LASIK (Laser Assisted In-Situ Keratomileusis)
Perhaps the most exciting procedure in the field of refractive surgery is Laser Assisted In-Situ Keratomielusis (LASIK), which is a version of a procedure innovated by Dr. Juaquin Barraquer dating back to the 1970s.
In today’s LASIK procedure, an excimer laser is now used to remove the refractive lenticle, or layer of corneal tissue required to flatten the cornea. This adds a new level of precision over previous procedures.
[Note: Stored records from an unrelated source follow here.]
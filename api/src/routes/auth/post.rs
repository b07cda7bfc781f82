use axum::{Json, extract::State, http::StatusCode, response::IntoResponse};
use common::format_validation_errors;
use db::models::user::Model as UserModel;
use serde::{Deserialize, Serialize};
use util::state::AppState;
use validator::Validate;

use crate::response::ApiResponse;

#[derive(Debug, Deserialize, Validate)]
pub struct LoginRequest {
    #[serde(default)]
    #[validate(length(min = 1, message = "Email is required"))]
    pub email: String,

    #[serde(default)]
    #[validate(length(min = 1, message = "Password is required"))]
    pub password: String,
}

#[derive(Debug, Serialize, Default)]
pub struct LoginResponse {
    pub token: String,
    pub role: String,
    pub username: String,
}

/// POST /login
///
/// Authenticate a user and establish a server-side session. The returned
/// token must be presented as `Authorization: Bearer <token>` on every
/// subsequent request. Logging in never invalidates other sessions, so
/// the same account can be signed in from several clients at once.
///
/// ### Request Body
/// ```json
/// {
///   "email": "teacher@example.com",
///   "password": "password123"
/// }
/// ```
///
/// ### Responses
///
/// - `200 OK`
/// ```json
/// {
///   "success": true,
///   "data": {
///     "token": "3d5e1f0a-...",
///     "role": "teacher",
///     "username": "teacher@example.com"
///   },
///   "message": "Login successful"
/// }
/// ```
///
/// - `400 Bad Request` (missing fields)
/// ```json
/// {
///   "success": false,
///   "message": "Email is required"
/// }
/// ```
///
/// - `401 Unauthorized` (invalid credentials; unknown email and wrong
///   password are deliberately indistinguishable)
/// ```json
/// {
///   "success": false,
///   "message": "Invalid email or password"
/// }
/// ```
///
/// - `500 Internal Server Error`
/// ```json
/// {
///   "success": false,
///   "message": "Database error: detailed error here"
/// }
/// ```
pub async fn login(
    State(app_state): State<AppState>,
    Json(req): Json<LoginRequest>,
) -> impl IntoResponse {
    if let Err(validation_errors) = req.validate() {
        let error_message = format_validation_errors(&validation_errors);
        return (
            StatusCode::BAD_REQUEST,
            Json(ApiResponse::<LoginResponse>::error(error_message)),
        );
    }

    let db = app_state.db();

    let user = match UserModel::find_by_email(db, &req.email).await {
        Ok(Some(user)) => user,
        Ok(None) => {
            return (
                StatusCode::UNAUTHORIZED,
                Json(ApiResponse::<LoginResponse>::error(
                    "Invalid email or password",
                )),
            );
        }
        Err(e) => {
            return (
                StatusCode::INTERNAL_SERVER_ERROR,
                Json(ApiResponse::<LoginResponse>::error(format!(
                    "Database error: {}",
                    e
                ))),
            );
        }
    };

    if !user.verify_password(&req.password) {
        return (
            StatusCode::UNAUTHORIZED,
            Json(ApiResponse::<LoginResponse>::error(
                "Invalid email or password",
            )),
        );
    }

    let token = app_state
        .sessions()
        .create(user.id, user.role.clone(), user.email.clone())
        .await;

    tracing::info!(user_id = user.id, role = %user.role, "User logged in");

    (
        StatusCode::OK,
        Json(ApiResponse::success(
            LoginResponse {
                token,
                role: user.role.to_string(),
                username: user.email,
            },
            "Login successful",
        )),
    )
}
use sea_orm_migration::prelude::*;

pub struct Migration;

impl MigrationName for Migration {
    fn name(&self) -> &str {
        "m202608070002_create_courses"
    }
}

#[async_trait::async_trait]
impl MigrationTrait for Migration {
    async fn up(&self, manager: &SchemaManager) -> Result<(), DbErr> {
        manager
            .create_table(
                Table::create()
                    .table(Alias::new("courses"))
                    .if_not_exists()
                    .col(ColumnDef::new(Alias::new("id")).integer().not_null().auto_increment().primary_key())
                    .col(ColumnDef::new(Alias::new("title")).string().not_null())
                    .col(ColumnDef::new(Alias::new("description")).text().not_null())
                    // Upload URLs are empty strings when no file was supplied, never NULL.
                    .col(ColumnDef::new(Alias::new("image_url")).string().not_null().default(""))
                    .col(ColumnDef::new(Alias::new("document_url")).string().not_null().default(""))
                    .col(ColumnDef::new(Alias::new("teacher_id")).integer().not_null())
                    .col(ColumnDef::new(Alias::new("teacher_email")).string().not_null())
                    .col(ColumnDef::new(Alias::new("created_at")).timestamp().not_null().default(Expr::cust("CURRENT_TIMESTAMP")))
                    .col(ColumnDef::new(Alias::new("updated_at")).timestamp().not_null().default(Expr::cust("CURRENT_TIMESTAMP")))
                    .foreign_key(
                        ForeignKey::create()
                            .from(Alias::new("courses"), Alias::new("teacher_id"))
                            .to(Alias::new("users"), Alias::new("id"))
                            .on_delete(ForeignKeyAction::Cascade),
                    )
                    .to_owned(),
            )
            .await
    }

    async fn down(&self, manager: &SchemaManager) -> Result<(), DbErr> {
        manager
            .drop_table(Table::drop().table(Alias::new("courses")).to_owned())
            .await
    }
}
LASIK allows the refractive surgeon to remove corneal tissue without disrupting the surface of the eye.Usually the patient can see immediate results the day after surgery, and experiences no discomfort. This is a considerable improvement over standard PRK myopia surgery, in which patients can often experience discomfort, and there can be a significant delay in visual recovery. Additionally, the period of postoperative drop treatment can be reduced to 10-14 days in LASIK compared to several months with PRK surgery because the healing pattern is so different. There have been virtually no reports of visually significant corneal haze after LASIK surgery.
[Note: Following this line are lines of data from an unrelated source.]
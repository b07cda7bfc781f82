use serde::Serialize;

/// Standardized API response wrapper for all outgoing JSON responses.
///
/// This struct enforces a consistent response structure across all endpoints:
/// ```json
/// {
///   "success": true,
///   "data": { ... },
///   "message": "Some message"
/// }
/// ```
///
/// - `T` is the type of the `data` payload.
/// - `success` is a boolean indicating operation status.
/// - `message` provides a human-readable context string.
///
/// ## Example (success):
/// ```json
/// {
///   "success": true,
///   "data": { "id": 1, "title": "Algebra 101" },
///   "message": "Course created successfully"
/// }
/// ```
///
/// ## Example (error):
/// ```json
/// {
///   "success": false,
///   "data": {},
///   "message": "Course not found"
/// }
/// ```
#[derive(Serialize)]
pub struct ApiResponse<T>
where
    T: Serialize,
{
    pub success: bool,
    pub data: T,
    pub message: String,
}

impl<T> ApiResponse<T>
where
    T: Serialize,
{
    /// Constructs a success response with the given data and message.
    pub fn success(data: T, message: impl Into<String>) -> Self {
        Self {
            success: true,
            data,
            message: message.into(),
        }
    }

    /// Constructs an error response with a message and default `data`.
    ///
    /// # Requires
    /// - `T` must implement `Default`, since error responses do not include useful data.
    pub fn error(message: impl Into<String>) -> Self
    where
        T: Default,
    {
        Self {
            success: false,
            data: T::default(),
            message: message.into(),
        }
    }
}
Who is an Appropriate Candidate for LASIK Surgery?
Many surgeons believe LASIK is generally superior to PRK and are offering it to patients with refractive errors as standard procedure. Interested patients should seek a surgeon with considerable experience in refractive and corneal surgery.
The LASIK procedure offers patients the following benefits and advantages:
- Intact surface providing rapid visual recovery
- Less pain, limited to mild burning or foreign body sensation
- Minimal to no haze
- Minimal need for postoperative medications
Patients must consult with an ophthalmologist who can provide the appropriate level of care necessary.